In less than a year, the Coronavirus has taken so much from me: immediate family members, high school sports, one last exciting year with my friends, and just a sense of normalcy. When Governor Larry Hogan announced that students would be given a chance to go back to school, I instantly knew that I was going to return, even if it meant a hybrid model.

The highlights of my school days pre-COVID were walking to class with my friends, informing them on the new things going on in my life, and joking around with teachers and peers. As a person that thrives off of connections with others, speaking to my classmates and teachers through a computer screen leaves me feeling depressed. 

Staying at home for 11 months has not only been hard on myself, but for many other students, as well. Learning through a screen is extremely challenging for me, and I never truly grasp any of the information that I am taught. Other students might need an escape from home, and school is the place for them to be able to get a break from their living situations. As stated by federal health officials, 

“Schools are an important source not just of education, but health and social services for children.” (NYTimes).
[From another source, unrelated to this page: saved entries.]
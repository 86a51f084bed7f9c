//! Common functionality for the two-region energy scenario toolkit.
#![warn(missing_docs)]
pub mod cli;
pub mod costs;
pub mod dispatch;
pub mod emissions;
pub mod id;
pub mod input;
pub mod log;
pub mod model;
pub mod output;
pub mod profiles;
pub mod region;
pub mod scenario;
pub mod settings;
pub mod solver;
pub mod technology;

#[cfg(test)]
mod fixture;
You may be thinking, “How will I know that I’ll truly be safe at school?” Well, CDC (Centers for Disease Control and Prevention) officials say that the most available evidence shows that in-person teaching can be safe if precautions are not only taken in schools, but in the community, as well. 

I have seen firsthand that local businesses have done everything in their power to keep everyone in our community safe. These precautions may include anything from limiting the amount of customers in a store, to spacing out workout equipment at the gym, to making sure store-goers have masks on correctly before stepping into an establishment. 

As a senior heading off to college later on this year, I will step foot into a completely new environment. It’s likely that I’ll have to wear a mask and socially distance. If I was sent off to university this fall without going hybrid first, it would be around a year and a half since I’ve actually been in a physical school setting. Getting acclimated to the hybrid model at Wilde Lake would better prepare me for college. 

With the two group schedule that has been established limiting the amount of students in the school building, I know that I’ll feel safer. My father has also received his two doses of the vaccine, resulting in my family feeling safer about me returning to school. COVID-19 isn’t leaving our world anytime soon, and it’s best to become accustomed to life with it while we wait for all people to become vaccinated.